I haven’t been able to hear the smoke alarm for a few years and when the placement officer from Hearing Dogs came to visit a couple of weeks ago, she tested it for Smudge. EEEEEeeeeeeeEEEEEEEEeeeeeeeEEEEEEEeeee – it is a totally disgusting sound! Other surprising sounds in the home have been the extraction fan and bolognese sauce bubbling on the cooker.

Last week I went for a drink and sat outside talking to a friend at a pavement café – again, unthinkable with hearing aids. It was on Goodge Street which was very noisy indeed with rush hour traffic. With my cochlear implant, I had very little difficulty following the conversation. I was prompted to put my hearing aid in my other ear – not having looked at it for months – and was assaulted by an indescribable wall of loud meaningless sound. I thought a number of police sirens had suddenly started somewhere but there was just ordinary traffic. Nothing was clear and all the sounds were blended together. After a minute I took it off and I had a thumping headache. My head felt as if it had been kicked really hard on the hearing aid side, it actually throbbed with the pain.

It’s been an interesting 5 months. I’m hearing sounds I never realised existed. I’m enjoying sounds I’ve never heard before. I’m feeling so much less stressed with communication. I do have ‘off’ days when I feel as if life is too loud, or I only have half a head of hearing. It’s early days though and this will go away in time.  I’m so glad I took the road less travelled, I’m starting to reap what I and the medical team have sowed, and actually, I’m thinking of getting a second cochlear implant. Hell – I’d get a third if they could find somewhere to put it!

Cochlear implant mapping

4 05 2010

I’ve had 5 “mapping” sessions since activation. A mapping is a reprogramming of the cochlear implant, to readjust the electrical stimulation limits of the electrodes as each user’s brain adapts to sound and fibrous tissue grows over the internal implant. Mappings are typically carried out once a week for the first 6 weeks, then every few months, then twice annually.

At each mapping I was given increased volume and it was an opportunity to address any concerns with the audiologist. This was followed by a coffee break in the hospital cafe then a speech therapy session. I have one more mapping session this week, then my next one is in June when I have my 3 month check.

It’s been a rollercoaster ride. I’ve started with beeps and pushed so hard that I got a constant whine when I put the implant on. This set me back and I had to slowly build up my tolerance again of high frequency sounds from zero, bit by bit, and have successfully avoided a reocurrence of the whine. I have not yet reached full volume, there is still some way to go, which is kind of scary. I found last week quite difficult as everything seemed too loud and I started feeling stressed, but I hung in there and carried on wearing the cochlear implant until I got used to the increased sound levels.

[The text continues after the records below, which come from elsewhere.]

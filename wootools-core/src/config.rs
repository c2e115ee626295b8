use crate::error::WootoolsError;
use crate::price::{Price, RoundingTable};
use crate::types::{self, ShippingClass};
use anyhow::{Context, Result};
use serde::{Deserialize, Serialize};
use std::collections::BTreeMap;
use std::fs;

#[derive(Debug, Clone, Default, Serialize, Deserialize)]
pub struct WootoolsConfig {
    /// Column names in the WooCommerce product export
    #[serde(default)]
    pub export: ExportColumns,
    /// Column names in the Cloud Commerce product export
    #[serde(default)]
    pub inventory: InventoryColumns,
    #[serde(default)]
    pub categories: CategoriesConfig,
    #[serde(default)]
    pub prices: PricesConfig,
    #[serde(default)]
    pub shipping: ShippingConfig,
    #[serde(default)]
    pub disclaimers: DisclaimersConfig,
}

#[derive(Debug, Clone, Serialize, Deserialize)]
#[serde(default)]
pub struct ExportColumns {
    pub id: String,
    pub sku: String,
    pub categories: String,
    pub shipping_class: String,
    pub price: String,
    pub description: String,
}

impl Default for ExportColumns {
    fn default() -> Self {
        Self {
            id: types::ID.to_string(),
            sku: types::SKU.to_string(),
            categories: types::CATEGORIES.to_string(),
            shipping_class: types::SHIPPING_CLASS.to_string(),
            price: types::PRICE.to_string(),
            description: types::DESCRIPTION.to_string(),
        }
    }
}

#[derive(Debug, Clone, Serialize, Deserialize)]
#[serde(default)]
pub struct InventoryColumns {
    /// Unit (variation) SKU
    pub sku: String,
    /// Range (parent product) SKU
    pub range_sku: String,
    pub package_type: String,
    pub international_shipping: String,
}

impl Default for InventoryColumns {
    fn default() -> Self {
        Self {
            sku: types::CC_SKU.to_string(),
            range_sku: types::CC_RANGE_SKU.to_string(),
            package_type: types::CC_PACKAGE_TYPE.to_string(),
            international_shipping: types::CC_INTERNATIONAL_SHIPPING.to_string(),
        }
    }
}

#[derive(Debug, Clone, Serialize, Deserialize)]
#[serde(default)]
pub struct CategoriesConfig {
    /// Category given to products that have none
    pub uncategorized: String,
}

impl Default for CategoriesConfig {
    fn default() -> Self {
        Self {
            uncategorized: "Uncategorized".to_string(),
        }
    }
}

#[derive(Debug, Clone, Serialize, Deserialize)]
#[serde(default)]
pub struct PricesConfig {
    /// Allowed pence endings (0-99)
    pub endings: Vec<u8>,
    /// Prices are never rounded below this
    pub min_price: Price,
}

impl Default for PricesConfig {
    fn default() -> Self {
        Self {
            endings: vec![25, 49, 75, 99],
            min_price: Price::from_pence(25),
        }
    }
}

impl PricesConfig {
    pub fn rounding_table(&self) -> Result<RoundingTable, WootoolsError> {
        RoundingTable::new(&self.endings, self.min_price)
    }
}

#[derive(Debug, Clone, Serialize, Deserialize)]
#[serde(default)]
pub struct ShippingConfig {
    /// SKUs containing this marker are looked up by their first two `_` segments
    pub range_marker: String,
    /// Categories that force a shipping class regardless of package type
    pub category_overrides: BTreeMap<String, ShippingClass>,
}

impl Default for ShippingConfig {
    fn default() -> Self {
        let mut category_overrides = BTreeMap::new();
        category_overrides.insert(
            "Sports and Leisure > Knives".to_string(),
            ShippingClass::Knife,
        );
        Self {
            range_marker: "RNG".to_string(),
            category_overrides,
        }
    }
}

#[derive(Debug, Clone, Serialize, Deserialize)]
#[serde(default)]
pub struct DisclaimersConfig {
    /// Products in these categories get the age disclaimer
    pub categories: Vec<String>,
    /// CSS class of the disclaimer `<div>`, also used to detect it
    pub html_class: String,
}

impl Default for DisclaimersConfig {
    fn default() -> Self {
        Self {
            categories: vec!["Knives".to_string()],
            html_class: "disclaimer".to_string(),
        }
    }
}

impl WootoolsConfig {
    /// Load config from file path
    pub fn load_from_file(path: &str) -> Result<Self> {
        let content = fs::read_to_string(path)
            .with_context(|| format!("failed to read config file {path}"))?;
        let config: WootoolsConfig = serde_yaml::from_str(&content)
            .with_context(|| format!("failed to parse config file {path}"))?;
        config.validate()?;
        Ok(config)
    }

    /// Load config with fallback to default
    pub fn load_with_fallback(path: Option<&str>) -> Self {
        match path {
            Some(p) => Self::load_from_file(p).unwrap_or_else(|e| {
                log::warn!("Failed to load config from {p} ({e:#}), using defaults");
                Self::default()
            }),
            None => Self::default(),
        }
    }

    pub fn to_yaml(&self) -> Result<String> {
        Ok(serde_yaml::to_string(self)?)
    }

    pub fn validate(&self) -> Result<(), WootoolsError> {
        self.prices.rounding_table()?;
        if self.shipping.range_marker.is_empty() {
            return Err(WootoolsError::Config(
                "shipping.range_marker must not be empty".to_string(),
            ));
        }
        if self.disclaimers.html_class.trim().is_empty() {
            return Err(WootoolsError::Config(
                "disclaimers.html_class must not be empty".to_string(),
            ));
        }
        Ok(())
    }
}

Increased sound levels can be problematic for cochlear implant users because they are more sensitive to loudness changes. A normal hearing person can hear a wide range of sounds from very soft whispers to loud rock bands; this dynamic range of hearing is about 120dB (normal speech is within the 40-60dB range). However, a cochlear implant processor’s input dynamic range (IDR) or sound window is limited to an electrical current of 20dB, and 120dB of sound needs to be compressed into this. Therefore the cochlear implant user is more sensitive to changes in loudness than a hearing person.

If the IDR is small, sounds outside the IDR need to be omitted or compressed; sounds that are too quiet will be cut off, and sounds that are too loud will be compressed and will sound distorted. The 3 main brands of cochlear implants have different IDRs; Advanced Bionics has 80dB, MedEl 55dB, and Cochlear 45dB but with autoranging. I currently have my IDR set at 60dB.

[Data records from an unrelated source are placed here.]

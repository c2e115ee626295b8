//! Reading product exports.
//!
//! Both the WooCommerce and the Cloud Commerce exports are plain CSV files
//! with a header row, optionally prefixed with a UTF-8 byte order mark.

use crate::error::{Result, WootoolsError};
use crate::types::{ExportRecord, Header};
use csv::{ReaderBuilder, StringRecord};
use std::path::Path;
use std::sync::Arc;

const UTF8_BOM: &str = "\u{feff}";

/// An export file held in memory: a shared header and its records in file order.
#[derive(Debug, Clone)]
pub struct Export {
    header: Arc<Header>,
    records: Vec<ExportRecord>,
}

impl Export {
    pub fn from_path(path: &Path) -> Result<Self> {
        let content =
            std::fs::read_to_string(path).map_err(|source| WootoolsError::OpenExport {
                path: path.to_path_buf(),
                source,
            })?;
        Self::from_csv_str(&content).map_err(|e| match e {
            WootoolsError::Csv(source) => WootoolsError::ReadExport {
                path: path.to_path_buf(),
                source,
            },
            other => other,
        })
    }

    pub fn from_csv_str(content: &str) -> Result<Self> {
        let content = content.strip_prefix(UTF8_BOM).unwrap_or(content);
        let mut reader = ReaderBuilder::new()
            .has_headers(true)
            .from_reader(content.as_bytes());

        let columns: Vec<String> = reader.headers()?.iter().map(str::to_string).collect();
        if columns.is_empty() {
            return Err(WootoolsError::EmptyExport);
        }
        let header = Arc::new(Header::new(columns));

        let mut records = Vec::new();
        for result in reader.records() {
            let row: StringRecord = result?;
            let values = row.iter().map(str::to_string).collect();
            records.push(ExportRecord::new(Arc::clone(&header), values));
        }

        log::debug!(
            "Read export with {} columns and {} records",
            header.columns().len(),
            records.len()
        );
        Ok(Self { header, records })
    }

    pub fn header(&self) -> &Header {
        &self.header
    }

    pub fn records(&self) -> &[ExportRecord] {
        &self.records
    }

    pub fn len(&self) -> usize {
        self.records.len()
    }

    pub fn is_empty(&self) -> bool {
        self.records.is_empty()
    }
}

impl<'a> IntoIterator for &'a Export {
    type Item = &'a ExportRecord;
    type IntoIter = std::slice::Iter<'a, ExportRecord>;

    fn into_iter(self) -> Self::IntoIter {
        self.records.iter()
    }
}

What actually happens in a mapping session? I replace my processor’s battery with a direct connect input lead to the audie’s computer and put the processor back on my head. (Yeah, this freaked ME out the first time I did this).

The audie’s software will reprogramme my implant’s Harmony external processor.

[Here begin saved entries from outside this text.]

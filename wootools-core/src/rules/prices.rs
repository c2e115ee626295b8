use super::engine::UpdateRule;
use crate::config::WootoolsConfig;
use crate::error::{RuleError, WootoolsError};
use crate::price::{Price, PriceError, RoundingTable};
use crate::types::{ExportRecord, UpdateRow};

// RoundPricesRule - moves every regular price to the nearest .25/.49/.75/.99
pub struct RoundPricesRule<'a> {
    config: &'a WootoolsConfig,
    table: RoundingTable,
}

impl<'a> RoundPricesRule<'a> {
    pub fn new(config: &'a WootoolsConfig) -> Result<Self, WootoolsError> {
        let table = config.prices.rounding_table()?;
        log::debug!(
            "Price endings {:?}, minimum price {}, maximum adjustment {}p",
            table.endings(),
            table.min_price(),
            table.max_delta()
        );
        Ok(Self { config, table })
    }

    /// Return the rounded price string, or `None` if the price is already
    /// valid or cannot be rounded.
    pub fn fix_price(&self, price: &str) -> Result<Option<String>, PriceError> {
        let price = Price::parse(price)?;
        if price.pence() < 1 || self.table.is_valid_ending(price.pence_ending()) {
            return Ok(None);
        }
        Ok(Some(self.table.round(price).to_string()))
    }
}

impl<'a> UpdateRule for RoundPricesRule<'a> {
    fn name(&self) -> &str {
        "RoundPrices"
    }

    fn header(&self) -> [&str; 2] {
        [self.config.export.id.as_str(), self.config.export.price.as_str()]
    }

    fn required_columns(&self) -> Vec<&str> {
        vec![self.config.export.id.as_str(), self.config.export.price.as_str()]
    }

    fn process_export_row(&self, record: &ExportRecord) -> Result<Option<UpdateRow>, RuleError> {
        let columns = &self.config.export;
        let id = record.require(&columns.id)?;
        match self.fix_price(record.require(&columns.price)?) {
            Ok(Some(price)) => Ok(Some(UpdateRow::new(id, price))),
            Ok(None) => Ok(None),
            // Variable products carry no regular price of their own.
            Err(PriceError::Empty) => Ok(None),
            Err(e) => {
                log::warn!("Skipping product {id}: {e}");
                Ok(None)
            }
        }
    }
}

My cochlear implant has 16 electrodes and when each one is stimulated, I will sense each stimulation as a beep.
The audie will set the Threshold (T) levels [to access soft speech and environmental sounds] and Comfort (M) levels [the amount of electrical current required to perceive a loud signal] for each electrode by judging the most comfortable and the highest stimulation I can tolerate – the most comfortable and loudest beeps I am happy to listen to.

I use the loudness scaling chart to indicate to the audiologist which level each stimulation correlates to, ranging from ‘Just Audible’ to ‘Too Loud’.

Then the audie ensures the M levels are similar in terms of my perception, so that the volume is the same in each electrode – I was able to tolerate very high levels of high frequency sounds this week but she brought these back down, otherwise everything would have sounded weird and unbalanced.

This mapping method is rather tedious and drawn out over several months. Clarujust is new software (currently in FDA trial) from Audigence Inc where the patient and processor are interfaced to a computer and words are played and repeated as heard, the software adjusting the map accordingly. Mapping this way reportedly takes 30 minutes. This software can be used by all hearing aid and cochlear implant companies except Advanced Bionics, however Phonak signed up with Audigence Inc this year prior to the Advanced Bionics/Sonova acquisition.

When a mapping is new, it tends to sound louder, until I get used to it. It takes 3 days to get used to a new mapping, then I find loud sounds have become softer and more tolerable, and I can hear a wider range of soft sounds. It is uncomfortable turning up the volume of life to the max every few days. I still have to brace myself for the jolt first thing in the morning, making the transition from complete silence to a full technicolour river of loud sounds pouring into my brain. Amanda’s Tip of the Day: If you wake with a hangover, take your time to put on your CI and turn down the volume. It helps. A little.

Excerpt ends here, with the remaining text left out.